What to produce = I need the lines below from the one with "for field in schema.required_fields()" down to the one with "if actual != expected" reproduced exactly, both ends included, and nothing else.

··· Data shown

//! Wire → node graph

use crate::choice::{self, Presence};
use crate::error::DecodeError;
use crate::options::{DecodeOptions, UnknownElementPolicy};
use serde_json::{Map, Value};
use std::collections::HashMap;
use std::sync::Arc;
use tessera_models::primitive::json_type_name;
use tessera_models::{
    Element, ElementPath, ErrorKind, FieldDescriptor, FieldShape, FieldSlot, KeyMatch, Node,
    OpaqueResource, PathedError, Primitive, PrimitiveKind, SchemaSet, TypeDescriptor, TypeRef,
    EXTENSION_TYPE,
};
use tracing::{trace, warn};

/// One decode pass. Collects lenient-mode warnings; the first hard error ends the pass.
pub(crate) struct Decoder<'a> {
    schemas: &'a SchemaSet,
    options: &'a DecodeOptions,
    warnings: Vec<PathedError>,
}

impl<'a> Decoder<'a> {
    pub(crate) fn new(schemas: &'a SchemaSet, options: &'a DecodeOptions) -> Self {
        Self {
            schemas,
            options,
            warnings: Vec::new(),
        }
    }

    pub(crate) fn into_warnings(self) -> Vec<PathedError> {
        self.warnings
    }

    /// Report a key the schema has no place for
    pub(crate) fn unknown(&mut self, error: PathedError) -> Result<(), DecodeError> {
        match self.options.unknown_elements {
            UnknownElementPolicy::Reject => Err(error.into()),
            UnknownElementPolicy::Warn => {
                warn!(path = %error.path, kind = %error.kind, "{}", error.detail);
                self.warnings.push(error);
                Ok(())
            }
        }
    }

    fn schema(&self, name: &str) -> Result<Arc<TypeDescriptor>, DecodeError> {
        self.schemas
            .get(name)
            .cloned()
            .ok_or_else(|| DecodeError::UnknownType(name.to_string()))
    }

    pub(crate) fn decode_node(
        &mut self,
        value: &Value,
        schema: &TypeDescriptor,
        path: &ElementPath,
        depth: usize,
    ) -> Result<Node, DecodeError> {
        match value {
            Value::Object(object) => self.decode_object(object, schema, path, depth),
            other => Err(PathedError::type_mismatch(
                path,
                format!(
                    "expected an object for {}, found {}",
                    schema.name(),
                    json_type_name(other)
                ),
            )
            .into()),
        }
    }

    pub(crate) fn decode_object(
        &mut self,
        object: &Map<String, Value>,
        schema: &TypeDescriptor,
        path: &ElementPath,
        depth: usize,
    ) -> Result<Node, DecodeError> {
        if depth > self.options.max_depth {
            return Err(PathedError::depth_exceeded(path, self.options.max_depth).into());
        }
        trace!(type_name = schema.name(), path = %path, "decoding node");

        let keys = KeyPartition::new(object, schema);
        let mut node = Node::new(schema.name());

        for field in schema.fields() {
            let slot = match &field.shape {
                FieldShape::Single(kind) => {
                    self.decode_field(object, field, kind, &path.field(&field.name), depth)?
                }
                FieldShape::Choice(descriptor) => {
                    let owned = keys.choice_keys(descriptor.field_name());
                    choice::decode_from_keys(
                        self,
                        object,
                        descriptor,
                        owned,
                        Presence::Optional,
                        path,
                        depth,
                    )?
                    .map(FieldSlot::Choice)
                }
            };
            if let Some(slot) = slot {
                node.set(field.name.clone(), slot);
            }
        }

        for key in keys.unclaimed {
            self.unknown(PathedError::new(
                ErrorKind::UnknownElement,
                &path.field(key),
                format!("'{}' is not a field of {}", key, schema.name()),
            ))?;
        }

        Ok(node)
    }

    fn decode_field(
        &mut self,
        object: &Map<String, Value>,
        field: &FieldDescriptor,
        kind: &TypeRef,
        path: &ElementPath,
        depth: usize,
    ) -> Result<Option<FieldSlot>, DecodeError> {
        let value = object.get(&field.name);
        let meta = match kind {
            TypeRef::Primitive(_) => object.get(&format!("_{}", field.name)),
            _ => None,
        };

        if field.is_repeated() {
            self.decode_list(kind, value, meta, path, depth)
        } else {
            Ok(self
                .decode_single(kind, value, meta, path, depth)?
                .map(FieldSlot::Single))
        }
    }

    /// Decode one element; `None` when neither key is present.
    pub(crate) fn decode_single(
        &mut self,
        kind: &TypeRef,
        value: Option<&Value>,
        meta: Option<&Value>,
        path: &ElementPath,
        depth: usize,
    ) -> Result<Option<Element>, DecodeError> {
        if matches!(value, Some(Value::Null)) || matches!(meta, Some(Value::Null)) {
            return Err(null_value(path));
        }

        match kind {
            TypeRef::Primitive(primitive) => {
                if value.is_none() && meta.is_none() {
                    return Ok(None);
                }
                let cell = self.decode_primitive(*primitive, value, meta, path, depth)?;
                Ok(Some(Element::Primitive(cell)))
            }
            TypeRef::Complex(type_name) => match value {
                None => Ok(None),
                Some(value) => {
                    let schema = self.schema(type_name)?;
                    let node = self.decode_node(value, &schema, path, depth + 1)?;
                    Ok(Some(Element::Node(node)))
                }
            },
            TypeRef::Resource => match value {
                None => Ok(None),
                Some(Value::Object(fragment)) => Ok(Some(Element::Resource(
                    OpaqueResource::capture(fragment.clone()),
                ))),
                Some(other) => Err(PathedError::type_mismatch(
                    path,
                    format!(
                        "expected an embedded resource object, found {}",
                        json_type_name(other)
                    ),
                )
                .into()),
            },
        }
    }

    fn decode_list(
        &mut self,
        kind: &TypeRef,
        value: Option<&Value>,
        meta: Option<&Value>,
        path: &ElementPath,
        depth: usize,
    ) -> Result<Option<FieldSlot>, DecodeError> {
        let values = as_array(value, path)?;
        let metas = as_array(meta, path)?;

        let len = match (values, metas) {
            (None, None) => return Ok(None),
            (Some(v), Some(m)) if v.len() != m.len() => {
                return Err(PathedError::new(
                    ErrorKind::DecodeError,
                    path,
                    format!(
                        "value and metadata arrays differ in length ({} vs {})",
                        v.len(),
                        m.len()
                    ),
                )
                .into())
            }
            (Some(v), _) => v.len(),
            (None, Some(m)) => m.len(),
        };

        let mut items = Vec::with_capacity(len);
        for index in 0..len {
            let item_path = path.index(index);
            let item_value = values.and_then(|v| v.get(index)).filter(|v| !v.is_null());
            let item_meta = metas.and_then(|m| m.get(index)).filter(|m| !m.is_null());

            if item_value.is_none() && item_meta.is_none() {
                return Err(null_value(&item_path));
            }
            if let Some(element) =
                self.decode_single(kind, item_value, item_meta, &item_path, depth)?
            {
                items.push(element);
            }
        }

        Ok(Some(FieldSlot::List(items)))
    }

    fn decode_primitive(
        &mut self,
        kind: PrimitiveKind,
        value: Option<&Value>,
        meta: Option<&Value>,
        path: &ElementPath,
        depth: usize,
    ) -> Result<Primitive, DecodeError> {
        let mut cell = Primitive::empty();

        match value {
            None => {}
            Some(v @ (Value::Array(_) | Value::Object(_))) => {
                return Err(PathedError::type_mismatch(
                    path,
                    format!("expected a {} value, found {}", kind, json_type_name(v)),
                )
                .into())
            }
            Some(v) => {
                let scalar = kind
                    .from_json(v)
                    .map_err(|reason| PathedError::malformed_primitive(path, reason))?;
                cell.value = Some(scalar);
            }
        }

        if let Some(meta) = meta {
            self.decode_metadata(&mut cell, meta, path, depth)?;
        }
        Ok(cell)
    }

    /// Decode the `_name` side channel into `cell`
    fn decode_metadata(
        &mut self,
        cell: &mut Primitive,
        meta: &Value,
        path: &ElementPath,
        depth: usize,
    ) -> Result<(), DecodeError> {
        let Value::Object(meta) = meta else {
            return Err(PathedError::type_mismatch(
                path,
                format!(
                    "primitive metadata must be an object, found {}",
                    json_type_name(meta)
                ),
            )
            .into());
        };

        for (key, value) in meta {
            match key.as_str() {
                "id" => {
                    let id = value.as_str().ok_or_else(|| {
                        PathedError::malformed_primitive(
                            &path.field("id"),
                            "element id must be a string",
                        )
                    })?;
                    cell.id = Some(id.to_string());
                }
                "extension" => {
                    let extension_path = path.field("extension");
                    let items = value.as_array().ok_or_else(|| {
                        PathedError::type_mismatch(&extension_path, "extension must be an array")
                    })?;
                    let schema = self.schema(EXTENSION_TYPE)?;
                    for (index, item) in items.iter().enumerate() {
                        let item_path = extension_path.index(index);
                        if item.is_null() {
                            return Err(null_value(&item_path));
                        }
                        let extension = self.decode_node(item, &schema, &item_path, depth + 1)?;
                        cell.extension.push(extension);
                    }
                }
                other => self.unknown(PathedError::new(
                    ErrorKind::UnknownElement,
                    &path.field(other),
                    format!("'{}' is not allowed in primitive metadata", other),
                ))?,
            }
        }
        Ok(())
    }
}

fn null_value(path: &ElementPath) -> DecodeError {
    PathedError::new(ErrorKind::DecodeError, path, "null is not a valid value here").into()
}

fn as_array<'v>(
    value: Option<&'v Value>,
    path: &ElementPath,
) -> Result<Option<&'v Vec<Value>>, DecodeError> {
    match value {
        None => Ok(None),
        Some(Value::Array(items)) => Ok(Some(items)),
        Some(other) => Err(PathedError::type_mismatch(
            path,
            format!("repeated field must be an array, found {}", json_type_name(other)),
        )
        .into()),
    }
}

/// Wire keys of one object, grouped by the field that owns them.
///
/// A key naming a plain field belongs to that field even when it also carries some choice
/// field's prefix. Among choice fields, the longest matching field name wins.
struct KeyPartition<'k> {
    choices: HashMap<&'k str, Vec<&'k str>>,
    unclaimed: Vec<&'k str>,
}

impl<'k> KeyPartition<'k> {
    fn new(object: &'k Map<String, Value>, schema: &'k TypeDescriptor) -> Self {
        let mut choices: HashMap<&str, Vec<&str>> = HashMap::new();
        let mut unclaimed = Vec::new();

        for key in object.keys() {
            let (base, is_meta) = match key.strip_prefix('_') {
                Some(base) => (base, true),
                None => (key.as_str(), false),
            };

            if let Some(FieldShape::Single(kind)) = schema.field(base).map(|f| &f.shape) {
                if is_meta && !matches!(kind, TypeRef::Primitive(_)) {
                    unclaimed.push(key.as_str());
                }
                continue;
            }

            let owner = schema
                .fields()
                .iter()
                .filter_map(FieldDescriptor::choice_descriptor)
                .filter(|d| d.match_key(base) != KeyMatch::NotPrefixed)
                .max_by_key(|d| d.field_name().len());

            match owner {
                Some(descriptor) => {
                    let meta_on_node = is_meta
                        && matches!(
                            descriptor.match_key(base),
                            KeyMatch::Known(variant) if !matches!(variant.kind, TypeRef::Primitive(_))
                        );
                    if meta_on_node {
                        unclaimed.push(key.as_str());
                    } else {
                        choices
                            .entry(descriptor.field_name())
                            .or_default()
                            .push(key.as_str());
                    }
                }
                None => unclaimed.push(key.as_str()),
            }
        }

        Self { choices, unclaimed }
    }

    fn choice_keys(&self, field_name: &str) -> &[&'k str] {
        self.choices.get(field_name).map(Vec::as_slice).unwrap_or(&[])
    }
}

······
··· Data shown

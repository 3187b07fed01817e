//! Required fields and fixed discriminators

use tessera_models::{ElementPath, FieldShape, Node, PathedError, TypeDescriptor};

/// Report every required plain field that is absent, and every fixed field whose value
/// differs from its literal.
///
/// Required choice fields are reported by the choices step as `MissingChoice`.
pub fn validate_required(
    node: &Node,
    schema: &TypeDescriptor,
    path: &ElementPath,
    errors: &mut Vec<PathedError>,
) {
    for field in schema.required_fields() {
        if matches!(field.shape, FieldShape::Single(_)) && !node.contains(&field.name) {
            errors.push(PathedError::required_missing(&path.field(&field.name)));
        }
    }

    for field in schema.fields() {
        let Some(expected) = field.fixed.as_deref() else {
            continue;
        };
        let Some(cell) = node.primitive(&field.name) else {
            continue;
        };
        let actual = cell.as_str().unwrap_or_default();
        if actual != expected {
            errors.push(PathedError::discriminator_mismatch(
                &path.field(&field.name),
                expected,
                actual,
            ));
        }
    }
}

······

Answer area =
    for field in schema.required_fields() {
        if matches!(field.shape, FieldShape::Single(_)) && !node.contains(&field.name) {
            errors.push(PathedError::required_missing(&path.field(&field.name)));
        }
    }

    for field in schema.fields() {
        let Some(expected) = field.fixed.as_deref() else {
            continue;
        };
        let Some(cell) = node.primitive(&field.name) else {
            continue;
        };
        let actual = cell.as_str().unwrap_or_default();
        if actual != expected {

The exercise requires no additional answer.